Opius Wesmael, 1835
Two of the remaining species are from the Old World and two are from the Nearctic Region. The Old World species Opius froggatti is known from Australia and New Caledonia and has been reared from at least three species of Bactrocera (Wharton and Gilstrap 1983, Carmichael et al. 2005). Opius mariae is known only from the southeastern corner of Russia, where it has been reared from Myoleja sinensis (Zia) in Lonicera fruit as well as Acidiella echinopanasis Kandybina and possibly Rhagoletis reducta Hering (Tobias 1977).

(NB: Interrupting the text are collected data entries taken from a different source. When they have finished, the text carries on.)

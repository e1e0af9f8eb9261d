//! Four-sided and per-axis measurement structures.

use core::fmt;

use guides_values::format_px;
use serde::{Deserialize, Serialize};

/// Fully resolved padding: every side present, in pixels.
#[derive(Clone, Copy, Debug, Default, PartialEq, Serialize, Deserialize)]
pub struct Edges {
    /// Block-start padding.
    pub top: f64,
    /// Inline-end padding.
    pub right: f64,
    /// Block-end padding.
    pub bottom: f64,
    /// Inline-start padding.
    pub left: f64,
}

impl Edges {
    /// Same value on all four sides.
    #[inline]
    pub const fn uniform(value: f64) -> Self {
        Self {
            top: value,
            right: value,
            bottom: value,
            left: value,
        }
    }

    /// Space consumed along the inline axis (`left + right`).
    #[inline]
    pub fn horizontal(&self) -> f64 {
        self.left + self.right
    }

    /// Space consumed along the block axis (`top + bottom`).
    #[inline]
    pub fn vertical(&self) -> f64 {
        self.top + self.bottom
    }

    /// Overwrite the sides named in `partial`, leaving the rest untouched.
    pub fn apply(&mut self, partial: PartialEdges) {
        if let Some(top) = partial.top {
            self.top = top;
        }
        if let Some(right) = partial.right {
            self.right = right;
        }
        if let Some(bottom) = partial.bottom {
            self.bottom = bottom;
        }
        if let Some(left) = partial.left {
            self.left = left;
        }
    }
}

/// CSS `padding` shorthand in top/right/bottom/left order, e.g. `10px 20px 10px 20px`.
impl fmt::Display for Edges {
    fn fmt(&self, formatter: &mut fmt::Formatter<'_>) -> fmt::Result {
        write!(
            formatter,
            "{} {} {} {}",
            format_px(self.top),
            format_px(self.right),
            format_px(self.bottom),
            format_px(self.left)
        )
    }
}

/// Any subset of the four sides.
#[derive(Clone, Copy, Debug, Default, PartialEq, Serialize, Deserialize)]
#[serde(default, deny_unknown_fields)]
pub struct PartialEdges {
    #[serde(skip_serializing_if = "Option::is_none")]
    pub top: Option<f64>,
    #[serde(skip_serializing_if = "Option::is_none")]
    pub right: Option<f64>,
    #[serde(skip_serializing_if = "Option::is_none")]
    pub bottom: Option<f64>,
    #[serde(skip_serializing_if = "Option::is_none")]
    pub left: Option<f64>,
}

impl From<Edges> for PartialEdges {
    fn from(edges: Edges) -> Self {
        Self {
            top: Some(edges.top),
            right: Some(edges.right),
            bottom: Some(edges.bottom),
            left: Some(edges.left),
        }
    }
}

/// Either end of a single axis. `start` is top/left, `end` is bottom/right.
#[derive(Clone, Copy, Debug, Default, PartialEq, Serialize, Deserialize)]
#[serde(default, deny_unknown_fields)]
pub struct PartialEnds {
    #[serde(skip_serializing_if = "Option::is_none")]
    pub start: Option<f64>,
    #[serde(skip_serializing_if = "Option::is_none")]
    pub end: Option<f64>,
}
//! CSPTP programs: the client and service engines plus their CLI,
//! configuration, and logging surface. The wire protocol itself lives in
//! the `csptp-core` crate.

pub mod cli;
pub mod client;
pub mod config;
pub mod logging;
pub mod report;
pub mod service;
pub mod shutdown;
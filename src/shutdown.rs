//! SIGINT capture for orderly teardown.
//!
//! The handler only flips a flag; the engine loops observe it at the next
//! natural exit of their blocking call and unwind normally, releasing
//! sockets and buffers on the way out.

use std::sync::atomic::{AtomicBool, Ordering};

static SHUTDOWN: AtomicBool = AtomicBool::new(false);

extern "C" fn handle_sigint(_: libc::c_int) {
    SHUTDOWN.store(true, Ordering::SeqCst);
}

/// Install the SIGINT handler. Call once at startup.
pub fn install() -> anyhow::Result<()> {
    unsafe {
        let mut action: libc::sigaction = std::mem::zeroed();
        action.sa_sigaction = handle_sigint as usize;
        libc::sigemptyset(&mut action.sa_mask);
        if libc::sigaction(libc::SIGINT, &action, std::ptr::null_mut()) != 0 {
            anyhow::bail!("capture of SIGINT failed: {}", std::io::Error::last_os_error());
        }
    }
    Ok(())
}

pub fn requested() -> bool {
    SHUTDOWN.load(Ordering::SeqCst)
}

#[cfg(test)]
pub fn reset() {
    SHUTDOWN.store(false, Ordering::SeqCst);
}

#[cfg(test)]
pub fn trigger() {
    SHUTDOWN.store(true, Ordering::SeqCst);
}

Opius baldufi and Opius downesi, the two Nearctic species, both have a short hypopygium and share identical features of the clypeus and mandibles with the true members of the genus Biosteres. The general pattern of the fore and hind wing venation is also the same, but the second submarginal cell is slightly longer, and the second metasomal tergum is striate. Based on the number of shared characteristics, it is likely that these two species will eventually be placed in or near Biosteres sensu stricto when this section of the Opiinae is revised. In the restricted sense used here, however, the known hosts of Biosteres belong almost exclusively to leaf-mining Anthomyiidae, and there are as yet no records from Tephritidae. Opius baldufi is a parasitoid of Rhagoletis basiola whereas Opius downesi has been reared from four other species: Rhagoletis berberis, Rhagoletis pomonella, Rhagoletis tabellaria, and Rhagoletis zephyria (Wharton and Marsh 1978, Maier 1981). Opius downesi has a slightly longer ovipositor than Opius baldufi. Opius baldufi has a more restricted distribution in the midwestern US and Utah whereas Opius downesi apparently occurs all across northern US and southern Canada.